*** Block opens ***
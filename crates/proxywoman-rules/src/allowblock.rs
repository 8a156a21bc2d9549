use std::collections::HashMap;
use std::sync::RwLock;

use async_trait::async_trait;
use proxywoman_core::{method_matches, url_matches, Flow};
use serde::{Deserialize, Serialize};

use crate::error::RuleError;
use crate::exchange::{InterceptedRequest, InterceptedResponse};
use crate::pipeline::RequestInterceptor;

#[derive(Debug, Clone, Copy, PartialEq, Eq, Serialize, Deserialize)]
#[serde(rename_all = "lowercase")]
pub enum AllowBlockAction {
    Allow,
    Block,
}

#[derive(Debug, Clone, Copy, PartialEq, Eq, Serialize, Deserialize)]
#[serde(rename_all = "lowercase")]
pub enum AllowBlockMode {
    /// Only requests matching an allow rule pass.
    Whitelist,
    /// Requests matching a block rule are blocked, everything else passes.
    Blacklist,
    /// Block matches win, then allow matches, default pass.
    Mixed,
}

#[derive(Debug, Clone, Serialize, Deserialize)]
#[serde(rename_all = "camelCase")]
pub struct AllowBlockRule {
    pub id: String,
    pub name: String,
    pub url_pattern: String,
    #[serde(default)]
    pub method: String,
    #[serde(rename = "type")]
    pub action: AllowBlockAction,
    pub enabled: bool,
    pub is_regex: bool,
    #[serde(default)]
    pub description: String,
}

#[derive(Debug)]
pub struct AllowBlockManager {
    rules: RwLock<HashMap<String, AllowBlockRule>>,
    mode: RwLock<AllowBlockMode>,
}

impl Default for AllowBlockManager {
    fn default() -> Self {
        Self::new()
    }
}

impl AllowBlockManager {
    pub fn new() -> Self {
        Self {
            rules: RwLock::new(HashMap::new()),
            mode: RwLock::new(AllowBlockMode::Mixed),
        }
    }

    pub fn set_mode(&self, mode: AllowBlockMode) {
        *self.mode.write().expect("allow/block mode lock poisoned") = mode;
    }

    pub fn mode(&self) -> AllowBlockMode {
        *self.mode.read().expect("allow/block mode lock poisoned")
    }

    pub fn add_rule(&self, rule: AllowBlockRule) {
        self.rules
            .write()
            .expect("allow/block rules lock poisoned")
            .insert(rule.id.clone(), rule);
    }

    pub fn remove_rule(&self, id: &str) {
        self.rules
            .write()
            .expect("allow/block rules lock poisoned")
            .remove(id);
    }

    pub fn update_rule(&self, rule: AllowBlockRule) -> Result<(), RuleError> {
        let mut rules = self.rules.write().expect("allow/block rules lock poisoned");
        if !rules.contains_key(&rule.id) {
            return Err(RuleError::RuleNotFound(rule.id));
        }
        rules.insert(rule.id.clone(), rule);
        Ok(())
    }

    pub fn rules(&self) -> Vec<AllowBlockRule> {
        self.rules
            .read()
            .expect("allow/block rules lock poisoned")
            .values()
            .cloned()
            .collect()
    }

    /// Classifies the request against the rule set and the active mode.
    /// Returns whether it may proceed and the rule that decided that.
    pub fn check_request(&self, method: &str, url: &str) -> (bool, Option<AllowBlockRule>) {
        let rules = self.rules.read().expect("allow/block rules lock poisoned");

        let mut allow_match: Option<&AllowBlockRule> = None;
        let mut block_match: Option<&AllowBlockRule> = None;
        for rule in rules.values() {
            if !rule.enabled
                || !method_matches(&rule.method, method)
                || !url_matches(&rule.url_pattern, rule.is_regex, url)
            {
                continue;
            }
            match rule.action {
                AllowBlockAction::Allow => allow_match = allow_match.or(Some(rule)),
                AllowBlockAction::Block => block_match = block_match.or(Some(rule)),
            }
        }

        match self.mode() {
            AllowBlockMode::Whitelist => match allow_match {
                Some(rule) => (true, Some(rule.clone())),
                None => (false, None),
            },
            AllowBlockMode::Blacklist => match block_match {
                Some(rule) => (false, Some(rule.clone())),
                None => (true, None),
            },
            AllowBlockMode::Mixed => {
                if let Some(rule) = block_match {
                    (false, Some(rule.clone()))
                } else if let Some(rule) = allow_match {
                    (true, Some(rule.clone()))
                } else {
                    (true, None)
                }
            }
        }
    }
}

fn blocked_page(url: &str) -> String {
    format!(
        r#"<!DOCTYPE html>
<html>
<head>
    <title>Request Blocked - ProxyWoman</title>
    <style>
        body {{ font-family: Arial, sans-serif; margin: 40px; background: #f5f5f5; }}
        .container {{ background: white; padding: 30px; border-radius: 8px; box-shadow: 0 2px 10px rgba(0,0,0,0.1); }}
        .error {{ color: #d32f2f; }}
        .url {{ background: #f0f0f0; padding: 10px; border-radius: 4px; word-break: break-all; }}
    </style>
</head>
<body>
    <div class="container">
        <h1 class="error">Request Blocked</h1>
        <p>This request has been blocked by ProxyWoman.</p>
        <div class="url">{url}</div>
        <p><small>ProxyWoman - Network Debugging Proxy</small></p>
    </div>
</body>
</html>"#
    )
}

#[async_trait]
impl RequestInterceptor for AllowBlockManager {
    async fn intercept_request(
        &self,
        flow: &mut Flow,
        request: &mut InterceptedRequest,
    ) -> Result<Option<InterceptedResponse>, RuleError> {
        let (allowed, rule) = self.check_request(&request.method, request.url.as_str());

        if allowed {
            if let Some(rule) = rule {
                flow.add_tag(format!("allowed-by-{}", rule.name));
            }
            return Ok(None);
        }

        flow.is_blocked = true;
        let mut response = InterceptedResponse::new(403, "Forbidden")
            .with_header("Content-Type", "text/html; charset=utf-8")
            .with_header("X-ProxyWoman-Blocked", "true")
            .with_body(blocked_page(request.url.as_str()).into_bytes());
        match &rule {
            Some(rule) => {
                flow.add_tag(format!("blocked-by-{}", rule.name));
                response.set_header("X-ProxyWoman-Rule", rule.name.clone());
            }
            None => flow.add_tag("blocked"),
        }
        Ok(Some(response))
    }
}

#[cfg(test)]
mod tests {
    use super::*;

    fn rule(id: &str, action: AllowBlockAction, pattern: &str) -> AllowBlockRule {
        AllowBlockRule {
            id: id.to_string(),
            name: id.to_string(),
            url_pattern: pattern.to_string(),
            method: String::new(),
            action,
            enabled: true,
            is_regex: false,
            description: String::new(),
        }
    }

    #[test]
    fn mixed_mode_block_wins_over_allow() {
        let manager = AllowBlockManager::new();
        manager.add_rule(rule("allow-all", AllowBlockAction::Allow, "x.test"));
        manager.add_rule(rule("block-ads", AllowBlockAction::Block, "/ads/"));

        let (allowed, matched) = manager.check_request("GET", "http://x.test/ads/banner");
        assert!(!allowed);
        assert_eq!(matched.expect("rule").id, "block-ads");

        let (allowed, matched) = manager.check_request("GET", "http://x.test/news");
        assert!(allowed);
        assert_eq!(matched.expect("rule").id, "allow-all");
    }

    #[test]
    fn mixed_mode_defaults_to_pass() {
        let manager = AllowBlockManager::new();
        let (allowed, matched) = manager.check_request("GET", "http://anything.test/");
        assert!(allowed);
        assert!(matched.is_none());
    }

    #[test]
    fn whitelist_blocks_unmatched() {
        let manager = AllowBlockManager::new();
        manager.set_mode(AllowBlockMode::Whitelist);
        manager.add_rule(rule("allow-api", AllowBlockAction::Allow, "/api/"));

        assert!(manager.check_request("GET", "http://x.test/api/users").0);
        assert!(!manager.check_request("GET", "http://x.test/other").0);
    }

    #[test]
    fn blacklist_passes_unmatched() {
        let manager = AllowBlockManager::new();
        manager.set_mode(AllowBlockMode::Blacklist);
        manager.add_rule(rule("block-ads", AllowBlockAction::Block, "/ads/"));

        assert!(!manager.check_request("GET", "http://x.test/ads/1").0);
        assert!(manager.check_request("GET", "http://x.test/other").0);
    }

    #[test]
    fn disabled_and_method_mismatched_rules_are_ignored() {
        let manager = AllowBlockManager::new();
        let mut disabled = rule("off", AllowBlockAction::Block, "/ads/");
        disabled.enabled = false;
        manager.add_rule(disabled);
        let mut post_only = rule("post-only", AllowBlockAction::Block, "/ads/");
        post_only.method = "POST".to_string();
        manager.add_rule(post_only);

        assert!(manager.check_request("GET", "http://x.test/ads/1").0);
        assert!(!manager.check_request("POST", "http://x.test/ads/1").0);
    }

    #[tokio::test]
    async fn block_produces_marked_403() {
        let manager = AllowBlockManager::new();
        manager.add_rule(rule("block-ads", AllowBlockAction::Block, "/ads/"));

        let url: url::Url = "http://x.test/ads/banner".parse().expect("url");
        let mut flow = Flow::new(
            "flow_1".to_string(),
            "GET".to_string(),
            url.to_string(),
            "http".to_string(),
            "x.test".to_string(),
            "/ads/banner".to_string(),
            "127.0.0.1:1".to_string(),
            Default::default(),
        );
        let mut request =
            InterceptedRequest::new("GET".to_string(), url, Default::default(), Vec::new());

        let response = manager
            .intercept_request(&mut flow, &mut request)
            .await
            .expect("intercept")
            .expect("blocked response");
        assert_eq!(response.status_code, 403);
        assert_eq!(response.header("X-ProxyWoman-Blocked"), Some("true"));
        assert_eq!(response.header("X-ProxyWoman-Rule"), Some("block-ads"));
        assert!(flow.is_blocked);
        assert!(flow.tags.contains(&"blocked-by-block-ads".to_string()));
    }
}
*** Block closes ***
__What is needed__: Note every line in the material with "write" and copy it.

__Result__:
        *self.mode.write().expect("allow/block mode lock poisoned") = mode;
            .write()
            .write()
        let mut rules = self.rules.write().expect("allow/block rules lock poisoned");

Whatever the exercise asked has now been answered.